Lee et al., 2022 Frontier in Microbiology

Figure legend. The research work flow, result, and proposed mechanism of this study on the effect of a plant growth-promoting rhizobacterium Rhodopseudomonas palustris PS3 on tomato production under organic farming system.

Plant growth-promoting rhizobacteria (PGPR) are microorganisms that promote plant health and play a critical role in sustainable agriculture. As a PGPR, Rhodopseudomonas palustris strain PS3, when applied as a microbial inoculant, exhibited beneficial effects on a variety of crops. In this new study, the research team investigated the effects of PS3 on tomato growth, soil properties, and soil microbiota composition in an organic field. The results demonstrated that PS3 inoculation significantly improved the yield of marketable tomato fruit (37%) and the postharvest quality (e.g., sweetness, taste, vitamin C, total phenolic compounds, and lycopene).

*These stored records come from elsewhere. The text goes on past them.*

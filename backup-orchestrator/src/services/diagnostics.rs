//! Preflight diagnostics.
//!
//! Three independent probes decide whether the environment can take a backup:
//! the dump tool answers `--version`, the connection string is a PostgreSQL
//! URL, and the backup directory is writable.

use crate::config::ToolSettings;
use crate::services::process::{truncate_message, CommandSpec, ProcessError, ProcessRunner};
use serde::Serialize;
use std::path::{Path, PathBuf};
use std::sync::Arc;

#[derive(Debug, Clone, Serialize)]
pub struct ToolCheck {
    pub ok: bool,
    pub message: String,
    #[serde(skip_serializing_if = "Option::is_none")]
    pub path: Option<String>,
    #[serde(skip_serializing_if = "Option::is_none")]
    pub version: Option<String>,
}

#[derive(Debug, Clone, Serialize)]
pub struct ConnectionCheck {
    pub ok: bool,
    pub message: String,
    #[serde(skip_serializing_if = "Option::is_none")]
    pub host: Option<String>,
    #[serde(skip_serializing_if = "Option::is_none")]
    pub port: Option<u16>,
    #[serde(skip_serializing_if = "Option::is_none")]
    pub database: Option<String>,
    #[serde(skip_serializing_if = "Option::is_none")]
    pub user: Option<String>,
}

#[derive(Debug, Clone, Serialize)]
pub struct PermissionCheck {
    pub ok: bool,
    pub message: String,
    pub path: String,
}

#[derive(Debug, Clone, Serialize)]
pub struct Checks {
    pub tool: ToolCheck,
    pub connection: ConnectionCheck,
    pub permissions: PermissionCheck,
}

#[derive(Debug, Clone, Serialize)]
pub struct DiagnosticsReport {
    pub ready: bool,
    pub checks: Checks,
}

impl DiagnosticsReport {
    fn new(checks: Checks) -> Self {
        let ready = checks.tool.ok && checks.connection.ok && checks.permissions.ok;
        Self { ready, checks }
    }

    /// Message of the first failing probe, in tool/connection/permissions order.
    pub fn first_failure(&self) -> Option<&str> {
        let c = &self.checks;
        [
            (c.tool.ok, c.tool.message.as_str()),
            (c.connection.ok, c.connection.message.as_str()),
            (c.permissions.ok, c.permissions.message.as_str()),
        ]
        .into_iter()
        .find(|(ok, _)| !ok)
        .map(|(_, message)| message)
    }
}

pub struct DiagnosticsService {
    runner: Arc<dyn ProcessRunner>,
    tools: ToolSettings,
}

impl DiagnosticsService {
    pub fn new(runner: Arc<dyn ProcessRunner>, tools: ToolSettings) -> Self {
        Self { runner, tools }
    }

    pub async fn report(&self, backup_dir: &Path) -> DiagnosticsReport {
        let (tool, permissions) = tokio::join!(self.check_tool(), check_write_permission(backup_dir));
        DiagnosticsReport::new(Checks {
            tool,
            connection: check_connection_string(self.tools.database_url.expose()),
            permissions,
        })
    }

    pub async fn system_ready(&self, backup_dir: &Path) -> bool {
        self.report(backup_dir).await.ready
    }

    pub async fn check_tool(&self) -> ToolCheck {
        let name = &self.tools.dump_tool;
        let program = locate_tool(name).await;
        let path = Some(program.display().to_string());
        let cmd = CommandSpec::new(&program).arg("--version");

        match self.runner.run(&cmd, self.tools.probe_timeout).await {
            Ok(out) if out.success() => {
                let version = out.stdout.lines().next().unwrap_or("").trim().to_string();
                ToolCheck {
                    ok: true,
                    message: format!("{name} is available ({version})"),
                    path,
                    version: Some(version),
                }
            }
            Ok(out) => ToolCheck {
                ok: false,
                message: format!(
                    "{name} --version exited with {}: {}",
                    out.exit_code.map_or("a signal".to_string(), |c| format!("code {c}")),
                    truncate_message(&out.stderr, 200)
                ),
                path,
                version: None,
            },
            Err(ProcessError::NotFound(_)) => ToolCheck {
                ok: false,
                message: format!("{name} was not found in PATH or known installation directories"),
                path: None,
                version: None,
            },
            Err(ProcessError::Timeout(t)) => ToolCheck {
                ok: false,
                message: format!("{name} did not respond within {} seconds", t.as_secs()),
                path,
                version: None,
            },
            Err(e) => ToolCheck {
                ok: false,
                message: format!("{name} could not be executed: {e}"),
                path,
                version: None,
            },
        }
    }
}

pub fn check_connection_string(raw: &str) -> ConnectionCheck {
    let fail = |message: String| ConnectionCheck {
        ok: false,
        message,
        host: None,
        port: None,
        database: None,
        user: None,
    };

    if raw.trim().is_empty() {
        return fail("DATABASE_URL is not configured".into());
    }
    let url = match url::Url::parse(raw) {
        Ok(u) => u,
        Err(e) => return fail(format!("Connection string could not be parsed: {e}")),
    };
    if !matches!(url.scheme(), "postgresql" | "postgres") {
        return fail(format!(
            "Connection string must use the postgresql:// scheme, found '{}://'",
            url.scheme()
        ));
    }
    let host = match url.host_str() {
        Some(h) if !h.is_empty() => h.to_string(),
        _ => return fail("Connection string has no host".into()),
    };
    let database = url.path().trim_start_matches('/').to_string();
    if database.is_empty() {
        return fail("Connection string has no database name".into());
    }
    let user = Some(url.username().to_string()).filter(|u| !u.is_empty());

    ConnectionCheck {
        ok: true,
        message: format!("Connection string is valid ({host}/{database})"),
        port: Some(url.port().unwrap_or(5432)),
        host: Some(host),
        database: Some(database),
        user,
    }
}

pub async fn check_write_permission(dir: &Path) -> PermissionCheck {
    let path = dir.display().to_string();
    if let Err(e) = tokio::fs::create_dir_all(dir).await {
        return PermissionCheck {
            ok: false,
            message: format!("Cannot create backup directory {path}: {e}"),
            path,
        };
    }

    let sentinel = dir.join(format!(".write-test-{}", uuid::Uuid::new_v4()));
    let result = async {
        tokio::fs::write(&sentinel, b"ok").await?;
        tokio::fs::remove_file(&sentinel).await
    }
    .await;

    match result {
        Ok(()) => PermissionCheck {
            ok: true,
            message: format!("Backup directory {path} is writable"),
            path,
        },
        Err(e) => PermissionCheck {
            ok: false,
            message: format!("Backup directory {path} is not writable: {e}"),
            path,
        },
    }
}

/// [`resolve_tool`] off the async runtime, falling back to the bare name so the
/// runner reports it as missing.
pub async fn locate_tool(name: &str) -> PathBuf {
    let lookup = name.to_string();
    tokio::task::spawn_blocking(move || resolve_tool(&lookup))
        .await
        .ok()
        .flatten()
        .unwrap_or_else(|| PathBuf::from(name))
}

/// Locate a client tool: PATH first, then the usual PostgreSQL install dirs.
pub fn resolve_tool(name: &str) -> Option<PathBuf> {
    let as_path = Path::new(name);
    if as_path.components().count() > 1 {
        return as_path.is_file().then(|| as_path.to_path_buf());
    }
    if let Ok(found) = which::which(name) {
        return Some(found);
    }

    let exe = if cfg!(windows) { format!("{name}.exe") } else { name.to_string() };
    known_install_dirs()
        .into_iter()
        .map(|dir| dir.join(&exe))
        .find(|candidate| candidate.is_file())
}

/// Versioned subdirectories of `root`, newest first.
fn versioned_dirs(root: &Path, prefix: &str, suffix: &str) -> Vec<PathBuf> {
    let mut dirs: Vec<PathBuf> = std::fs::read_dir(root)
        .map(|entries| {
            entries
                .filter_map(|e| e.ok())
                .filter(|e| e.file_name().to_string_lossy().starts_with(prefix))
                .map(|e| e.path().join(suffix))
                .collect()
        })
        .unwrap_or_default();
    dirs.sort_by_key(|p| {
        p.parent()
            .and_then(|v| v.file_name())
            .and_then(|v| v.to_string_lossy().trim_start_matches(prefix).parse::<u32>().ok())
            .unwrap_or(0)
    });
    dirs.reverse();
    dirs
}

fn known_install_dirs() -> Vec<PathBuf> {
    let mut dirs = Vec::new();
    if cfg!(target_os = "linux") {
        dirs.extend(versioned_dirs(Path::new("/usr/lib/postgresql"), "", "bin"));
        dirs.extend(versioned_dirs(Path::new("/usr"), "pgsql-", "bin"));
        dirs.push(PathBuf::from("/usr/local/pgsql/bin"));
    } else if cfg!(target_os = "macos") {
        dirs.push(PathBuf::from("/opt/homebrew/bin"));
        dirs.push(PathBuf::from("/opt/homebrew/opt/libpq/bin"));
        dirs.push(PathBuf::from("/usr/local/opt/libpq/bin"));
        dirs.push(PathBuf::from("/Applications/Postgres.app/Contents/Versions/latest/bin"));
    } else if cfg!(windows) {
        dirs.extend(versioned_dirs(Path::new(r"C:\Program Files\PostgreSQL"), "", "bin"));
    }
    dirs
}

Additionally, soil nutrient availability (35–56%) and enzymatic activities (13–62%) also increased. Furthermore, several bacterial genera known to be associated with nutrient cycling had higher relative abundances, and these findings from field experiments could be validated in pot experiments. Taken together, this study provided novel knowledge regarding this PGPR, and further demonstrated the value of PGPR in sustainable agriculture.

This study was published in Frontiers in Microbiology. The research team was led by Prof. Chi-Te Liu (Institute of Biotechnology, National Taiwan University) and Dr. Chih-Horng Kuo (Institute of Plant and Microbial Biology, Academia Sinica), and involved collaborators from the Department of Agronomy and the Department of Agricultural Chemistry at the National Taiwan University.

Lee SK, Chiang MS, Hseu ZY, Kuo CH*, Liu CT* (2022) A photosynthetic bacterial inoculant exerts beneficial effects on the yield and quality of tomato and affects bacterial community structure in an organic field. Frontiers in Microbiology 13:959080.